Robotics and distortions modulate adaptation

In the neural engineering field of human-machine-interaction, one exciting new goal is to modulate the neural control using interactions with virtual reality and robotic interfaces, which can substantially advance the conventional training practices in areas such as surgery, piloting, military remote control, music/sports performance, and neurorehabilitation. Models of human motor control advocate the importance of movement errors in modulating the central nervous system. As such, naturally occurring movement errors may be artificially distorted in haptic-graphic virtual reality environments. This thesis examined two studies of new classes of error augmentation in virtual reality environments, and included the development of a novel novel robotic interface for making one of these studies possible. The purpose was to determine whether observed adaptation patterns from haptic-graphic interactions would be more amiable with the aid of error augmentation. The first study indicated that subjects who received error augmentation performed better by the end of training by reaching targets more quickly, more accurately, and with more continuous movements.
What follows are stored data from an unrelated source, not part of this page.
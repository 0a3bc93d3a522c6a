//! Session HTTP routes.

use axum::extract::{Path, State};
use axum::http::{StatusCode, header};
use axum::response::{IntoResponse, Response};

use crate::services;
use crate::state::AppState;

/// `GET /api/sessions/{id}/whiteboard`: the saved snapshot as JSON.
pub async fn saved_whiteboard(State(state): State<AppState>, Path(session_id): Path<String>) -> Response {
    match services::whiteboard::saved_snapshot(&state, &session_id).await {
        Some(snapshot) => {
            ([(header::CONTENT_TYPE, "application/json")], snapshot.as_str().to_owned()).into_response()
        }
        None => (StatusCode::NOT_FOUND, "no saved whiteboard").into_response(),
    }
}

#[cfg(test)]
#[path = "sessions_test.rs"]
mod tests;
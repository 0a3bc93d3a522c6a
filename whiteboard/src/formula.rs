//! Math markup rendering.
//!
//! The engine consumes rendering as a pure function through
//! [`FormulaRenderer`]: markup in, rendered block out. A failed render never
//! reaches the caller as an error; the engine inserts the raw markup as plain
//! text instead (see `EngineCore::add_formula`).
//!
//! [`TexRenderer`] is the built-in renderer. It understands the TeX subset
//! the math palette produces (Greek letters, operators, relations, `\frac`,
//! `\sqrt`, sub/superscripts, `\text`, `\left`/`\right`) and lays it out as
//! Unicode text.

#[cfg(test)]
#[path = "formula_test.rs"]
mod formula_test;

#[derive(Debug, Clone, PartialEq, Eq, thiserror::Error)]
pub enum FormulaError {
    #[error("formula markup is empty")]
    Empty,
    #[error("unbalanced braces in formula markup")]
    UnbalancedBraces,
    #[error("unknown command: \\{0}")]
    UnknownCommand(String),
    #[error("{0} is missing an argument")]
    MissingArgument(String),
    #[error("formula nests deeper than {MAX_NESTING} levels")]
    TooDeep,
}

/// Deepest group or argument nesting the renderer descends into.
pub const MAX_NESTING: usize = 64;

/// Output of a successful render.
#[derive(Debug, Clone, PartialEq, Eq)]
pub struct RenderedFormula {
    /// The markup that was rendered, unchanged.
    pub markup: String,
    /// Display text for the formula block.
    pub text: String,
}

/// Markup string → rendered block.
pub trait FormulaRenderer {
    /// Render `markup`.
    ///
    /// # Errors
    ///
    /// Returns a [`FormulaError`] when the markup cannot be rendered.
    fn render(&self, markup: &str) -> Result<RenderedFormula, FormulaError>;
}

/// Built-in TeX-subset renderer producing Unicode text.
#[derive(Debug, Clone, Copy, Default)]
pub struct TexRenderer;

impl FormulaRenderer for TexRenderer {
    fn render(&self, markup: &str) -> Result<RenderedFormula, FormulaError> {
        if markup.trim().is_empty() {
            return Err(FormulaError::Empty);
        }
        let mut parser = Parser { chars: markup.chars().collect(), pos: 0, depth: 0 };
        let text = parser.sequence(false)?;
        Ok(RenderedFormula { markup: markup.to_owned(), text: text.trim().to_owned() })
    }
}

struct Parser {
    chars: Vec<char>,
    pos: usize,
    depth: usize,
}

impl Parser {
    fn peek(&self) -> Option<char> {
        self.chars.get(self.pos).copied()
    }

    fn bump(&mut self) -> Option<char> {
        let c = self.peek()?;
        self.pos += 1;
        Some(c)
    }

    /// Render until end of input, or until the closing brace when `in_group`.
    fn sequence(&mut self, in_group: bool) -> Result<String, FormulaError> {
        let mut out = String::new();
        while let Some(c) = self.peek() {
            match c {
                '}' => {
                    if in_group {
                        return Ok(out);
                    }
                    return Err(FormulaError::UnbalancedBraces);
                }
                '{' => out.push_str(&self.group()?),
                '\\' => {
                    self.pos += 1;
                    out.push_str(&self.command()?);
                }
                '^' => {
                    self.pos += 1;
                    let arg = self.argument("^")?;
                    out.push_str(&superscript(&arg));
                }
                '_' => {
                    self.pos += 1;
                    let arg = self.argument("_")?;
                    out.push_str(&subscript(&arg));
                }
                _ => {
                    self.pos += 1;
                    out.push(c);
                }
            }
        }
        if in_group {
            return Err(FormulaError::UnbalancedBraces);
        }
        Ok(out)
    }

    /// Run `f` one nesting level deeper.
    fn nested(&mut self, f: impl FnOnce(&mut Self) -> Result<String, FormulaError>) -> Result<String, FormulaError> {
        if self.depth >= MAX_NESTING {
            return Err(FormulaError::TooDeep);
        }
        self.depth += 1;
        let out = f(self);
        self.depth -= 1;
        out
    }

    /// `{ ... }` starting at the opening brace.
    fn group(&mut self) -> Result<String, FormulaError> {
        self.nested(|p| {
            p.pos += 1;
            let inner = p.sequence(true)?;
            match p.bump() {
                Some('}') => Ok(inner),
                _ => Err(FormulaError::UnbalancedBraces),
            }
        })
    }

    /// One argument: a group, a command, or a single character.
    fn argument(&mut self, owner: &str) -> Result<String, FormulaError> {
        while self.peek() == Some(' ') {
            self.pos += 1;
        }
        match self.peek() {
            Some('{') => self.group(),
            Some('\\') => {
                self.pos += 1;
                self.nested(Self::command)
            }
            Some('}') | None => Err(FormulaError::MissingArgument(owner.to_owned())),
            Some(c) => {
                self.pos += 1;
                Ok(c.to_string())
            }
        }
    }

    /// Optional `[ ... ]` argument.
    fn optional(&mut self) -> Option<String> {
        if self.peek() != Some('[') {
            return None;
        }
        let close = self.chars[self.pos..].iter().position(|&c| c == ']')?;
        let inner: String = self.chars[self.pos + 1..self.pos + close].iter().collect();
        self.pos += close + 1;
        Some(inner)
    }

    /// Command body after the backslash.
    fn command(&mut self) -> Result<String, FormulaError> {
        let start = self.pos;
        while self.peek().is_some_and(|c| c.is_ascii_alphabetic()) {
            self.pos += 1;
        }
        if self.pos == start {
            // Control symbol: `\,`, `\{`, `\\` and friends.
            return match self.bump() {
                Some(',' | ';' | ':' | ' ') => Ok(" ".to_owned()),
                Some('!') => Ok(String::new()),
                Some('\\') => Ok("\n".to_owned()),
                Some(c @ ('{' | '}' | '%' | '$' | '&' | '#' | '_')) => Ok(c.to_string()),
                Some(c) => Err(FormulaError::UnknownCommand(c.to_string())),
                None => Err(FormulaError::UnknownCommand(String::new())),
            };
        }
        let name: String = self.chars[start..self.pos].iter().collect();

        match name.as_str() {
            "frac" | "dfrac" | "tfrac" => {
                let num = self.argument("\\frac")?;
                let den = self.argument("\\frac")?;
                Ok(format!("{}/{}", wrap(&num), wrap(&den)))
            }
            "sqrt" => {
                let index = self.optional();
                let radicand = self.argument("\\sqrt")?;
                let radical = match index.as_deref().map(str::trim) {
                    None | Some("" | "2") => "√".to_owned(),
                    Some("3") => "∛".to_owned(),
                    Some("4") => "∜".to_owned(),
                    Some(n) => format!("{}√", superscript(n)),
                };
                Ok(format!("{radical}{}", wrap(&radicand)))
            }
            "text" | "mathrm" | "mathbf" | "mathit" | "operatorname" => self.argument(&format!("\\{name}")),
            "left" | "right" => {
                if self.peek() == Some('.') {
                    self.pos += 1;
                }
                Ok(String::new())
            }
            "quad" | "qquad" => Ok(" ".to_owned()),
            "sin" | "cos" | "tan" | "cot" | "sec" | "csc" | "log" | "ln" | "exp" | "lim" | "max" | "min" | "det" => {
                Ok(name.clone())
            }
            other => symbol(other)
                .map(str::to_owned)
                .ok_or_else(|| FormulaError::UnknownCommand(other.to_owned())),
        }
    }
}

/// Parenthesize anything but a single symbol or a plain number.
fn wrap(s: &str) -> String {
    let s = s.trim();
    let bare = s.chars().count() == 1 || (!s.is_empty() && s.chars().all(|c| c.is_ascii_digit()));
    if bare {
        s.to_owned()
    } else {
        format!("({s})")
    }
}

fn superscript(s: &str) -> String {
    let mapped: Option<String> = s
        .chars()
        .map(|c| {
            Some(match c {
                '0' => '⁰',
                '1' => '¹',
                '2' => '²',
                '3' => '³',
                '4' => '⁴',
                '5' => '⁵',
                '6' => '⁶',
                '7' => '⁷',
                '8' => '⁸',
                '9' => '⁹',
                '+' => '⁺',
                '-' => '⁻',
                '=' => '⁼',
                '(' => '⁽',
                ')' => '⁾',
                'n' => 'ⁿ',
                'i' => 'ⁱ',
                _ => return None,
            })
        })
        .collect();
    mapped.unwrap_or_else(|| format!("^{}", wrap(s)))
}

fn subscript(s: &str) -> String {
    let mapped: Option<String> = s
        .chars()
        .map(|c| {
            Some(match c {
                '0' => '₀',
                '1' => '₁',
                '2' => '₂',
                '3' => '₃',
                '4' => '₄',
                '5' => '₅',
                '6' => '₆',
                '7' => '₇',
                '8' => '₈',
                '9' => '₉',
                '+' => '₊',
                '-' => '₋',
                '=' => '₌',
                '(' => '₍',
                ')' => '₎',
                'a' => 'ₐ',
                'e' => 'ₑ',
                'h' => 'ₕ',
                'i' => 'ᵢ',
                'j' => 'ⱼ',
                'k' => 'ₖ',
                'l' => 'ₗ',
                'm' => 'ₘ',
                'n' => 'ₙ',
                'o' => 'ₒ',
                'p' => 'ₚ',
                'r' => 'ᵣ',
                's' => 'ₛ',
                't' => 'ₜ',
                'u' => 'ᵤ',
                'v' => 'ᵥ',
                'x' => 'ₓ',
                _ => return None,
            })
        })
        .collect();
    mapped.unwrap_or_else(|| format!("_{}", wrap(s)))
}

fn symbol(name: &str) -> Option<&'static str> {
    Some(match name {
        "alpha" => "α",
        "beta" => "β",
        "gamma" => "γ",
        "delta" => "δ",
        "epsilon" | "varepsilon" => "ε",
        "zeta" => "ζ",
        "eta" => "η",
        "theta" | "vartheta" => "θ",
        "iota" => "ι",
        "kappa" => "κ",
        "lambda" => "λ",
        "mu" => "μ",
        "nu" => "ν",
        "xi" => "ξ",
        "pi" => "π",
        "rho" => "ρ",
        "sigma" => "σ",
        "tau" => "τ",
        "upsilon" => "υ",
        "phi" | "varphi" => "φ",
        "chi" => "χ",
        "psi" => "ψ",
        "omega" => "ω",
        "Gamma" => "Γ",
        "Delta" => "Δ",
        "Theta" => "Θ",
        "Lambda" => "Λ",
        "Xi" => "Ξ",
        "Pi" => "Π",
        "Sigma" => "Σ",
        "Phi" => "Φ",
        "Psi" => "Ψ",
        "Omega" => "Ω",
        "times" => "×",
        "div" => "÷",
        "pm" => "±",
        "mp" => "∓",
        "cdot" => "·",
        "ast" => "∗",
        "leq" | "le" => "≤",
        "geq" | "ge" => "≥",
        "neq" | "ne" => "≠",
        "approx" => "≈",
        "equiv" => "≡",
        "sim" => "∼",
        "propto" => "∝",
        "infty" => "∞",
        "sum" => "∑",
        "prod" => "∏",
        "int" => "∫",
        "iint" => "∬",
        "oint" => "∮",
        "partial" => "∂",
        "nabla" => "∇",
        "in" => "∈",
        "notin" => "∉",
        "subset" => "⊂",
        "subseteq" => "⊆",
        "supset" => "⊃",
        "cup" => "∪",
        "cap" => "∩",
        "emptyset" => "∅",
        "forall" => "∀",
        "exists" => "∃",
        "neg" => "¬",
        "land" | "wedge" => "∧",
        "lor" | "vee" => "∨",
        "to" | "rightarrow" => "→",
        "leftarrow" => "←",
        "Rightarrow" | "implies" => "⇒",
        "Leftarrow" => "⇐",
        "Leftrightarrow" | "iff" => "⇔",
        "angle" => "∠",
        "perp" => "⊥",
        "parallel" => "∥",
        "degree" | "circ" => "°",
        "ldots" | "dots" => "…",
        "cdots" => "⋯",
        "triangle" => "△",
        _ => return None,
    })
}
The second study utilized a methodology to develop and integrate a robot into a haptic-graphic interface. Benefits included increased access for collaboration between research labs, and decreased developmental overhead. The third study demonstrated that subjects who received error augmentation were capable of conditioning movement variability within a region, while performing redundant tasks. Results indicated that error in training is permissible, so long as it does not influence performance. These results may be of particular interest to facilitate the rehabilitation of members of society who suffer motor deficits, such as stroke and traumatic brain injured patients. Furthermore, results may be widely applicable in any training environment where distortions can be applied.